Creadores de Musica

Lujuria”, dice, y se ríe del otro lado del teléfono. Egle Martin explica el significado de su nombre y el gesto basta para saber que todo lo que vendrá después será intenso. La nota que empieza un sábado a la tarde en una mesa de té seguirá en la cena y terminará entrada la madrugada con una escucha guiada de sus grabaciones y hasta algunos pasos de baile improvisados en el living de ese caserón lleno de música en el sur de Barracas. Algunos pensarán que es un exceso. Otros, que es lo justo y necesario para terminar de entender a qué se refería Astor Piazzolla cuando decía que, más que una persona, esta mujer es “un pedazo de música”. 


Con un guiño al drama en la definición de un hombre enamorado, vale decir que en ese “ser música” Egle es bailarina, vedette, actriz, compositora, coreógrafa, intérprete y... música.
“Mamá era cantante lírica y cantaba fados. Se embarazó en Río de Janeiro y se quedó ocho meses allá. O sea que me la pasé escuchando tucutingui tungu”, cuenta e imita el ritmo de samba. Quizás por eso sus grandes amigos brasileños (Maysa Matarazzo, Luis Eca, Vinicius de Moraes, Hermeto Pascoal) la reclaman como “de allá”. 
Pero Egle nació en Ayacucho y Juncal y creció muy cerca de su abuela materna, pianista y diseñadora de modas. “Los domingos íbamos a la Iglesia del Pilar, después a La Biela a tomar un copetín y a comer a la Munich.
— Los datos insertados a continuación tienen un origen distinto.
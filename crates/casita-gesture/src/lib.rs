//! Gesture classification and listener dispatch for casita
//!
//! This crate turns raw button press/release edges into semantic gestures
//! and delivers them to registered listeners:
//!
//! - [`ButtonClassifier`] runs the per-button state machine with its two
//!   debounce timers (long-press threshold, double-click grace window).
//! - [`GestureEngine`] owns one classifier per button and is the entry
//!   point for the edge stream.
//! - [`ListenerRegistry`] maps button IDs to gesture handlers, with an
//!   optional fallback for buttons nothing registered for.
//!
//! Classification never touches zone locks; whatever a listener does with
//! a gesture is its own business and runs on the timer task that emitted
//! it.

mod classifier;
mod engine;
mod registry;

pub use classifier::{ButtonClassifier, GestureConfig};
pub use engine::GestureEngine;
pub use registry::{ListenerError, ListenerRegistry, ListenerResult};
//! Settings file loading

use crate::error::{ConfigError, ConfigResult};
use crate::settings::Settings;
use std::fs;
use std::path::Path;
use tracing::debug;

/// Environment variable consulted when the settings file carries no bond
/// token
pub const BOND_TOKEN_ENV: &str = "CASITA_BOND_TOKEN";

/// Load and validate settings from a YAML file
pub fn load(path: impl AsRef<Path>) -> ConfigResult<Settings> {
    let path = path.as_ref();
    debug!("loading settings from {:?}", path);

    let content = fs::read_to_string(path).map_err(|source| ConfigError::ReadFile {
        path: path.to_path_buf(),
        source,
    })?;
    load_str(&content, path)
}

/// Load and validate settings from a YAML string
pub fn load_str(content: &str, source_path: &Path) -> ConfigResult<Settings> {
    let mut settings: Settings =
        serde_yaml::from_str(content).map_err(|source| ConfigError::ParseYaml {
            path: source_path.to_path_buf(),
            source,
        })?;

    if settings.bond.token.is_none() {
        if let Ok(token) = std::env::var(BOND_TOKEN_ENV) {
            debug!("using bond token from {}", BOND_TOKEN_ENV);
            settings.bond.token = Some(token);
        }
    }

    settings.validate()?;
    Ok(settings)
}
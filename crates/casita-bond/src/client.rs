//! HTTP client for the Bond local API

use async_trait::async_trait;
use casita_core::{
    CommandError, CommandResult, Device, DeviceCommands, DeviceId, DeviceProperties, DeviceState,
};
use reqwest::{Client, Response};
use serde::Deserialize;
use serde_json::{json, Value};
use std::time::Duration;
use tokio::sync::RwLock;
use tracing::{debug, trace};

const HTTP_TIMEOUT: Duration = Duration::from_secs(10);
const TOKEN_HEADER: &str = "BOND-Token";

/// Device metadata as the bridge sends it; the device ID lives in the URL
/// and gets injected by the caller
#[derive(Debug, Deserialize)]
struct DeviceEnvelope {
    #[serde(default)]
    name: Option<String>,
    #[serde(default, rename = "type")]
    device_type: Option<casita_core::DeviceType>,
    #[serde(default)]
    location: Option<String>,
    #[serde(default)]
    actions: Vec<String>,
}

impl DeviceEnvelope {
    fn into_device(self, device_id: DeviceId) -> Device {
        Device {
            device_id,
            name: self.name,
            device_type: self.device_type,
            location: self.location,
            actions: self.actions,
        }
    }
}

/// Client for one Bond bridge
pub struct BondClient {
    http: Client,
    base_url: String,
    /// Lazily fetched from `/v2/token` when not configured
    token: RwLock<Option<String>>,
}

impl BondClient {
    /// Create a client for the bridge at `base_url`
    ///
    /// Without a configured token the client asks the bridge for one on
    /// first use; that only succeeds in the bridge's post-boot grace
    /// window, so deployments normally configure it.
    pub fn new(base_url: impl Into<String>, token: Option<String>) -> CommandResult<Self> {
        let http = Client::builder()
            .timeout(HTTP_TIMEOUT)
            .build()
            .map_err(|err| CommandError::Transport(err.to_string()))?;

        Ok(Self {
            http,
            base_url: base_url.into().trim_end_matches('/').to_string(),
            token: RwLock::new(token),
        })
    }

    fn endpoint(&self, path: &str) -> String {
        format!("{}{}", self.base_url, path)
    }

    async fn token(&self) -> CommandResult<String> {
        if let Some(token) = self.token.read().await.clone() {
            return Ok(token);
        }

        let mut slot = self.token.write().await;
        // Someone else may have fetched it while we waited for the write
        // lock.
        if let Some(token) = slot.clone() {
            return Ok(token);
        }

        debug!("fetching bridge token");
        let response = self
            .http
            .get(self.endpoint("/v2/token"))
            .send()
            .await
            .map_err(|err| CommandError::Transport(err.to_string()))?;
        let body = Self::check_status(response).await?;
        let token = body
            .get("token")
            .and_then(Value::as_str)
            .ok_or_else(|| CommandError::Decode("token missing from /v2/token body".into()))?
            .to_string();
        *slot = Some(token.clone());
        Ok(token)
    }

    async fn check_status(response: Response) -> CommandResult<Value> {
        let status = response.status();
        let body = response
            .text()
            .await
            .map_err(|err| CommandError::Transport(err.to_string()))?;
        if !status.is_success() {
            return Err(CommandError::Status {
                status: status.as_u16(),
                body,
            });
        }
        if body.is_empty() {
            return Ok(Value::Null);
        }
        serde_json::from_str(&body).map_err(|err| CommandError::Decode(err.to_string()))
    }

    async fn get_json(&self, path: &str) -> CommandResult<Value> {
        trace!(path = %path, "bridge request");
        let token = self.token().await?;
        let response = self
            .http
            .get(self.endpoint(path))
            .header(TOKEN_HEADER, token)
            .send()
            .await
            .map_err(|err| CommandError::Transport(err.to_string()))?;
        Self::check_status(response).await
    }

    /// PUT an action frame; the bridge transmits to the device
    async fn execute_action(
        &self,
        device: &DeviceId,
        action: &str,
        payload: Value,
    ) -> CommandResult<()> {
        let path = format!("/v2/devices/{device}/actions/{action}");
        debug!(path = %path, payload = %payload, "executing action");
        let token = self.token().await?;
        let response = self
            .http
            .put(self.endpoint(&path))
            .header(TOKEN_HEADER, token)
            .json(&payload)
            .send()
            .await
            .map_err(|err| CommandError::Transport(err.to_string()))?;
        Self::check_status(response).await.map(|_| ())
    }

    /// PATCH the bridge's belief state without transmitting
    async fn update_state(&self, device: &DeviceId, payload: Value) -> CommandResult<()> {
        let path = format!("/v2/devices/{device}/state");
        debug!(path = %path, payload = %payload, "updating belief state");
        let token = self.token().await?;
        let response = self
            .http
            .patch(self.endpoint(&path))
            .header(TOKEN_HEADER, token)
            .json(&payload)
            .send()
            .await
            .map_err(|err| CommandError::Transport(err.to_string()))?;
        Self::check_status(response).await.map(|_| ())
    }

    fn device_ids(body: &Value) -> CommandResult<Vec<DeviceId>> {
        let object = body
            .as_object()
            .ok_or_else(|| CommandError::Decode("device list is not an object".into()))?;
        Ok(object
            .keys()
            .filter(|key| !key.starts_with('_'))
            .map(|key| DeviceId::new(key.clone()))
            .collect())
    }
}

#[async_trait]
impl DeviceCommands for BondClient {
    async fn list_devices(&self) -> CommandResult<Vec<DeviceId>> {
        let body = self.get_json("/v2/devices").await?;
        Self::device_ids(&body)
    }

    async fn get_device(&self, device: &DeviceId) -> CommandResult<Device> {
        let body = self.get_json(&format!("/v2/devices/{device}")).await?;
        let envelope: DeviceEnvelope =
            serde_json::from_value(body).map_err(|err| CommandError::Decode(err.to_string()))?;
        Ok(envelope.into_device(device.clone()))
    }

    async fn get_state(&self, device: &DeviceId) -> CommandResult<DeviceState> {
        let body = self.get_json(&format!("/v2/devices/{device}/state")).await?;
        let state: DeviceState =
            serde_json::from_value(body).map_err(|err| CommandError::Decode(err.to_string()))?;
        trace!(device = %device, state = ?state, "device state");
        Ok(state)
    }

    async fn get_properties(&self, device: &DeviceId) -> CommandResult<DeviceProperties> {
        let body = self
            .get_json(&format!("/v2/devices/{device}/properties"))
            .await?;
        serde_json::from_value(body).map_err(|err| CommandError::Decode(err.to_string()))
    }

    async fn set_speed(&self, device: &DeviceId, speed: u32) -> CommandResult<()> {
        self.execute_action(device, "SetSpeed", json!({ "argument": speed }))
            .await
    }

    async fn increase_speed(&self, device: &DeviceId, step: u32) -> CommandResult<()> {
        self.execute_action(device, "IncreaseSpeed", json!({ "argument": step }))
            .await
    }

    async fn decrease_speed(&self, device: &DeviceId, step: u32) -> CommandResult<()> {
        // Stepping below speed 1 confuses some receivers; turn off
        // instead.
        let state = self.get_state(device).await?;
        if state.speed == Some(1) {
            return self.power_off(device).await;
        }
        self.execute_action(device, "DecreaseSpeed", json!({ "argument": step }))
            .await
    }

    async fn power_off(&self, device: &DeviceId) -> CommandResult<()> {
        self.execute_action(device, "TurnOff", json!({})).await
    }

    async fn toggle_light(&self, device: &DeviceId) -> CommandResult<()> {
        self.execute_action(device, "ToggleLight", json!({})).await
    }

    async fn light_on(&self, device: &DeviceId) -> CommandResult<()> {
        let state = self.get_state(device).await?;
        if state.light_is_on() {
            return Ok(());
        }
        self.execute_action(device, "TurnLightOn", json!({})).await
    }

    async fn light_off(&self, device: &DeviceId) -> CommandResult<()> {
        let state = self.get_state(device).await?;
        if state.light == Some(0) {
            return Ok(());
        }
        self.execute_action(device, "TurnLightOff", json!({})).await
    }

    async fn set_light_belief_state(&self, device: &DeviceId, on: bool) -> CommandResult<()> {
        self.update_state(device, json!({ "light": u8::from(on) }))
            .await
    }

    async fn dim_mode(&self, device: &DeviceId) -> CommandResult<()> {
        self.execute_action(device, "DimMode", json!({})).await
    }
}

#[cfg(test)]
mod tests {
    use super::*;

    #[test]
    fn test_base_url_trailing_slash_trimmed() {
        let client = BondClient::new("http://bond.local/", None).unwrap();
        assert_eq!(
            client.endpoint("/v2/devices"),
            "http://bond.local/v2/devices"
        );
    }

    #[test]
    fn test_device_ids_skip_metadata_keys() {
        let body = json!({
            "_": "7fc1e84b",
            "__": "1a2b3c4d",
            "6409e2a7": {"_": "ad9bcbfd"},
            "79135791": {"_": "ad9bcbfd"},
        });
        let mut ids = BondClient::device_ids(&body).unwrap();
        ids.sort_by(|a, b| a.as_str().cmp(b.as_str()));
        assert_eq!(ids, vec![DeviceId::new("6409e2a7"), DeviceId::new("79135791")]);
    }

    #[test]
    fn test_device_ids_reject_non_object() {
        let result = BondClient::device_ids(&json!(["not", "an", "object"]));
        assert!(matches!(result, Err(CommandError::Decode(_))));
    }

    #[test]
    fn test_envelope_injects_device_id() {
        let envelope: DeviceEnvelope = serde_json::from_value(json!({
            "name": "Office Ceiling Fan",
            "type": "CF",
            "actions": ["SetSpeed"],
            "commands_hash": {"_": "d2f"},
        }))
        .unwrap();
        let device = envelope.into_device(DeviceId::new("6409e2a7"));
        assert_eq!(device.device_id, DeviceId::new("6409e2a7"));
        assert_eq!(device.name.as_deref(), Some("Office Ceiling Fan"));
    }

    #[tokio::test]
    async fn test_configured_token_used_without_fetch() {
        // With a configured token the client must not need the network.
        let client = BondClient::new("http://bond.local", Some("09b9a6de".into())).unwrap();
        assert_eq!(client.token().await.unwrap(), "09b9a6de");
    }
}
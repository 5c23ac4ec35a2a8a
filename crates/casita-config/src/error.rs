//! Error types for settings loading

use casita_core::ButtonId;
use std::path::PathBuf;
use thiserror::Error;

/// Result type for configuration operations
pub type ConfigResult<T> = Result<T, ConfigError>;

/// Errors that can occur while loading settings
#[derive(Debug, Error)]
pub enum ConfigError {
    /// Failed to read the settings file
    #[error("failed to read settings file {path}: {source}")]
    ReadFile {
        path: PathBuf,
        #[source]
        source: std::io::Error,
    },

    /// Failed to parse YAML
    #[error("failed to parse settings in {path}: {source}")]
    ParseYaml {
        path: PathBuf,
        #[source]
        source: serde_yaml::Error,
    },

    /// The same button is bound twice
    #[error("button '{button}' is bound more than once")]
    DuplicateButton { button: ButtonId },

    /// A binding field failed validation
    #[error("invalid value for '{key}': {reason}")]
    InvalidValue { key: String, reason: String },
}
Yo creía que el árbol de esa esquina era mío. Me trepaba y había que pedirle a los mozos que me bajen”, cuenta. A los siete años ingresó a la escuela del Colón y se sumergió en “una burbuja clásica”, hasta que a los 13 vio Cantando bajo la lluvia y conoció el jazz.
“Con un disco de Duke Ellington y otro de Sarah Vaughan descubrí la síncopa y me di cuenta de que podía transformar el adaggio de El lago de los cisnes”, sigue, y tararea algunos compases de su versión de Tchaicovski, el comienzo de su romance con el scat (improvisación vocal del jazz). Cuenta que cantaba bajo la ducha, y mezcla una anécdota de su gran amigo Vinicius: “Componía en la bañera, y Toquinho y yo sentados uno en el bidet y otro en el water”.
Por esos días buscaban caras nuevas para la pantalla grande y la descubrieron. Siguieron años de cine (filmó con Lolita Torres, Daniel Tinayre, Mario Sábato), la amistad con Elina Colomer (novia de Juan Duarte, que la llevaba a los flippers y le regalaba la merienda cuando ganaba), el premio Miss Televisión... A los 15 años la llevaron a Chile para hacer teatro de revista y tuvo algunos contratos para continuar con el género en Buenos Aires, pero no funcionó. “Querían que fuera sólo un cuerpo y yo buscaba otra creatividad en la puesta”, dice. Antes de cumplir 20 se había retirado.
Ya era amiga de Dizzy Gillespie, había noviado con Lalo Schifrin y estaba enamorada de Lalo Palacios, con quien se casó y tuvo dos hijas (Alejandra, fotógrafa, casada con Gustavo Santaolalla; y Bárbara, cantante). Vivían en Peña y Ayacucho en un departamento famoso por las trasnochadas con músicos y artistas. 
Alguna de esas noches apareció Vicente Battista con el dato de que había un grupo de africanos argentinos tocando tambores. Egle los fue a conocer esa misma noche y comenzó una larga investigación antropológica en busca del ritmo propio. En ese camino creó el dombe, “destinado a contagiar el mundo”, en palabras de Vinicius, un experimento que dejó dos grabaciones que hoy suenan en las discos de Europa y Estados Unidos. 
Ahora su música es un show en el que la acompaña un grupo rosarino (a los que nombra uno por uno) y da clases y seminarios de tambores a alumnos particulares y en empresas. “Los tambores son sagrados, representan el corazón y la sangre, y generan una forma diferente de encuentro”, explica. Y hay algo de eso porque la charla mantiene el ritmo y siguen los nombres y las anécdotas. Aunque ya no haya té, ni café, ni rastros de la cena.